> [What needs to be done]
From the data below, copy each line that includes the word "find".

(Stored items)

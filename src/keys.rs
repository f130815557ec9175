//! Android key event types and `input keyevent` encoding.
//!
//! This module provides a typed vocabulary for the keys a startup test
//! presses on the device, and converts them to the names and numeric codes
//! understood by the `input keyevent` shell command.
//!
//! # Example
//!
//! ```rust
//! use appstart_testlib::KeyCode;
//!
//! let home = KeyCode::Home;
//! assert_eq!(home.name(), "KEYCODE_HOME");
//! assert_eq!(home.code(), 3);
//! ```

use std::fmt;
use std::str::FromStr;

use crate::error::DeviceTestError;

/// Represents an Android key.
///
/// This enum covers the keys commonly pressed during startup testing:
/// navigation out of an app (Home, Back), display power control
/// (Power, Wakeup, Sleep), and a few keys needed to drive simple UI flows.
///
/// # Example
///
/// ```rust
/// use appstart_testlib::KeyCode;
///
/// let home = KeyCode::Home;
/// let wake = KeyCode::Wakeup;
/// let up = KeyCode::DpadUp;
/// ```
#[derive(Debug, Clone, Copy, PartialEq, Eq, Hash)]
pub enum KeyCode {
    /// Home key. Sends the foreground app to the background.
    Home,

    /// Back key.
    Back,

    /// Power key. Toggles the display.
    Power,

    /// Wake-up key. Turns the display on without toggling.
    Wakeup,

    /// Sleep key. Turns the display off without toggling.
    Sleep,

    /// Menu key.
    Menu,

    /// Recent-apps (app switch) key.
    AppSwitch,

    /// Enter key.
    Enter,

    /// D-pad up.
    DpadUp,

    /// D-pad down.
    DpadDown,

    /// D-pad left.
    DpadLeft,

    /// D-pad right.
    DpadRight,
}

impl KeyCode {
    /// Returns the `KEYCODE_*` name accepted by `input keyevent`.
    ///
    /// # Example
    ///
    /// ```rust
    /// use appstart_testlib::KeyCode;
    ///
    /// assert_eq!(KeyCode::AppSwitch.name(), "KEYCODE_APP_SWITCH");
    /// ```
    pub fn name(&self) -> &'static str {
        match self {
            KeyCode::Home => "KEYCODE_HOME",
            KeyCode::Back => "KEYCODE_BACK",
            KeyCode::Power => "KEYCODE_POWER",
            KeyCode::Wakeup => "KEYCODE_WAKEUP",
            KeyCode::Sleep => "KEYCODE_SLEEP",
            KeyCode::Menu => "KEYCODE_MENU",
            KeyCode::AppSwitch => "KEYCODE_APP_SWITCH",
            KeyCode::Enter => "KEYCODE_ENTER",
            KeyCode::DpadUp => "KEYCODE_DPAD_UP",
            KeyCode::DpadDown => "KEYCODE_DPAD_DOWN",
            KeyCode::DpadLeft => "KEYCODE_DPAD_LEFT",
            KeyCode::DpadRight => "KEYCODE_DPAD_RIGHT",
        }
    }

    /// Returns the numeric keycode as defined by `android.view.KeyEvent`.
    ///
    /// `input keyevent` accepts either form; the numeric code is useful when
    /// scripting against very old platform builds that predate a given name.
    pub fn code(&self) -> u16 {
        match self {
            KeyCode::Home => 3,
            KeyCode::Back => 4,
            KeyCode::DpadUp => 19,
            KeyCode::DpadDown => 20,
            KeyCode::DpadLeft => 21,
            KeyCode::DpadRight => 22,
            KeyCode::Power => 26,
            KeyCode::Enter => 66,
            KeyCode::Menu => 82,
            KeyCode::AppSwitch => 187,
            KeyCode::Sleep => 223,
            KeyCode::Wakeup => 224,
        }
    }
}

impl fmt::Display for KeyCode {
    fn fmt(&self, f: &mut fmt::Formatter<'_>) -> fmt::Result {
        f.write_str(self.name())
    }
}

impl FromStr for KeyCode {
    type Err = DeviceTestError;

    /// Parses either a `KEYCODE_*` name or a numeric code.
    fn from_str(s: &str) -> std::result::Result<Self, Self::Err> {
        const ALL: [KeyCode; 12] = [
            KeyCode::Home,
            KeyCode::Back,
            KeyCode::Power,
            KeyCode::Wakeup,
            KeyCode::Sleep,
            KeyCode::Menu,
            KeyCode::AppSwitch,
            KeyCode::Enter,
            KeyCode::DpadUp,
            KeyCode::DpadDown,
            KeyCode::DpadLeft,
            KeyCode::DpadRight,
        ];

        if let Ok(num) = s.parse::<u16>() {
            if let Some(key) = ALL.iter().find(|k| k.code() == num) {
                return Ok(*key);
            }
        }
        ALL.iter()
            .find(|k| k.name() == s)
            .copied()
            .ok_or_else(|| DeviceTestError::Parse(format!("Unknown keycode: {:?}", s)))
    }
}
//! Measure a cold launch on a connected device.
//!
//! Requires adb on PATH and a device with Settings installed.
//! Run with: cargo run --example device_cold_launch

use appstart_testlib::{cold_startup_key, Result, StartupTestHarness};

const PKG: &str = "com.android.settings";

fn main() -> Result<()> {
    let mut harness = StartupTestHarness::connect()?;

    harness.device().wake_and_unlock()?;
    harness.start_collecting()?;
    harness.cold_launch(PKG)?;

    let metrics = harness.metrics_snapshot();
    match metrics.get(&cold_startup_key(PKG)) {
        Some(millis) => println!("{} cold start: {}ms", PKG, millis),
        None => println!("no cold launch observed for {}", PKG),
    }

    harness.stop_collecting()?;
    Ok(())
}
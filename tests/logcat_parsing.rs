//! Integration tests for headless stream-based collection.
//!
//! These tests demonstrate using the collector as a verification oracle by
//! feeding raw event-log output directly, without any device or harness.

use appstart_testlib::{
    cold_startup_key, fully_drawn_key, hot_startup_key, AppStartupCollector,
};

const PKG: &str = "com.android.settings";

#[test]
fn test_basic_launch_sequence() {
    let mut collector = AppStartupCollector::new();
    collector.start_collecting().unwrap();

    let input = b"I/am_proc_start( 1746): [0,31337,10068,com.android.settings,activity,com.android.settings/.Settings]\n\
I/wm_create_activity( 1746): [0,1,170,com.android.settings/.Settings,android.intent.action.MAIN]\n\
I/wm_resume_activity( 1746): [0,1,170,com.android.settings/.Settings]\n\
I/wm_activity_launch_time( 1746): [0,1,com.android.settings/.Settings,958]\n";
    collector.feed(input);

    let metrics = collector.metrics();
    assert_eq!(metrics.values(&cold_startup_key(PKG)), vec!["958"]);
    assert_eq!(metrics.count("cold_startup_total_count"), Some(1));
}

#[test]
fn test_incremental_stream_parsing() {
    let mut collector = AppStartupCollector::new();
    collector.start_collecting().unwrap();

    // Feed bytes incrementally (simulating streaming logcat output)
    collector.feed(b"I/wm_activity_launch_time( 1746): [0,1,");
    assert!(collector.is_empty(), "incomplete line must not record anything");

    collector.feed(b"com.android.settings/.Settings,4");
    assert!(collector.is_empty());

    collector.feed(b"20]\n");
    assert_eq!(collector.metrics().values(&hot_startup_key(PKG)), vec!["420"]);
}

#[test]
fn test_interleaved_unrelated_traffic() {
    let mut collector = AppStartupCollector::new();
    collector.start_collecting().unwrap();

    // The events buffer carries plenty of tags this crate does not track.
    collector.feed(
        b"--------- beginning of events\n\
I/am_low_memory( 1746): [42]\n\
I/battery_level( 1746): [97,4212,250]\n\
I/am_proc_start( 1746): [0,31337,10068,com.android.settings,activity,com.android.settings/.Settings]\n\
I/notification_cancel( 1746): [10068,29001,foo]\n\
I/wm_activity_launch_time( 1746): [0,1,com.android.settings/.Settings,958]\n",
    );

    let metrics = collector.metrics();
    assert_eq!(metrics.len(), 3, "one launch key and two counters");
    assert_eq!(metrics.values(&cold_startup_key(PKG)), vec!["958"]);
}

#[test]
fn test_torn_line_does_not_poison_stream() {
    let mut collector = AppStartupCollector::new();
    collector.start_collecting().unwrap();

    // A line truncated mid-payload, then normal traffic.
    collector.feed(b"I/wm_activity_launch_time( 1746): [0,1,com.android\n");
    collector.feed(b"I/wm_activity_launch_time( 1746): [0,1,com.android.settings/.Settings,512]\n");

    assert_eq!(collector.metrics().values(&hot_startup_key(PKG)), vec!["512"]);
}

#[test]
fn test_fully_drawn_stream() {
    let mut collector = AppStartupCollector::new();
    collector.start_collecting().unwrap();

    collector.feed(
        b"I/am_proc_start( 1746): [0,31337,10068,com.android.settings,activity,com.android.settings/.Settings]\n\
I/wm_activity_launch_time( 1746): [0,1,com.android.settings/.Settings,958]\n\
I/wm_activity_fully_drawn_time( 1746): [0,1,com.android.settings/.Settings,2345]\n",
    );

    assert_eq!(collector.metrics().values(&fully_drawn_key(PKG)), vec!["2345"]);
}

#[test]
fn test_two_packages_interleaved() {
    let other = "com.google.android.calendar";
    let mut collector = AppStartupCollector::new();
    collector.start_collecting().unwrap();

    collector.feed(
        b"I/am_proc_start( 1746): [0,31337,10068,com.android.settings,activity,com.android.settings/.Settings]\n\
I/am_proc_start( 1746): [0,31400,10102,com.google.android.calendar,activity,com.google.android.calendar/.AllInOneActivity]\n\
I/wm_activity_launch_time( 1746): [0,1,com.google.android.calendar/.AllInOneActivity,854]\n\
I/wm_activity_launch_time( 1746): [0,2,com.android.settings/.Settings,958]\n",
    );

    let metrics = collector.metrics();
    assert_eq!(metrics.values(&cold_startup_key(PKG)), vec!["958"]);
    assert_eq!(metrics.values(&cold_startup_key(other)), vec!["854"]);
    assert_eq!(metrics.count("cold_startup_total_count"), Some(2));
}
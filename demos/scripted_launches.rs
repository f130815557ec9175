//! Headless walkthrough: scripted launches and the metric map.
//!
//! Run with: cargo run --example scripted_launches

use std::time::Duration;

use appstart_testlib::{
    stats::stats_for, cold_startup_key, LaunchKind, Result, ScriptedDevice, StartupTestHarness,
};

fn main() -> Result<()> {
    let device = ScriptedDevice::new();
    device.script_launch("com.example.app", LaunchKind::Cold, 512);
    device.script_launch("com.example.app", LaunchKind::Cold, 498);
    device.script_launch("com.example.app", LaunchKind::Hot, 64);

    let mut harness = StartupTestHarness::builder()
        .with_action_delay(Duration::ZERO)
        .with_poll_interval(Duration::from_millis(5))
        .build_scripted(&device);

    harness.start_collecting()?;
    harness.cold_launch("com.example.app")?;
    harness.cold_launch("com.example.app")?;
    harness.hot_launch("com.example.app")?;
    harness.stop_collecting()?;

    let metrics = harness.metrics_snapshot();
    println!("Collected metrics:");
    for (key, value) in metrics.iter() {
        println!("  {} = {}", key, value);
    }

    if let Some(stats) = stats_for(&metrics, &cold_startup_key("com.example.app")) {
        println!("\n{}", stats.summary());
    }

    println!("\nCommands executed on the device:");
    for command in device.executed_commands() {
        println!("  $ {}", command);
    }

    Ok(())
}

> [Task solution]
            if let Some(key) = ALL.iter().find(|k| k.code() == num) {
            .find(|k| k.name() == s)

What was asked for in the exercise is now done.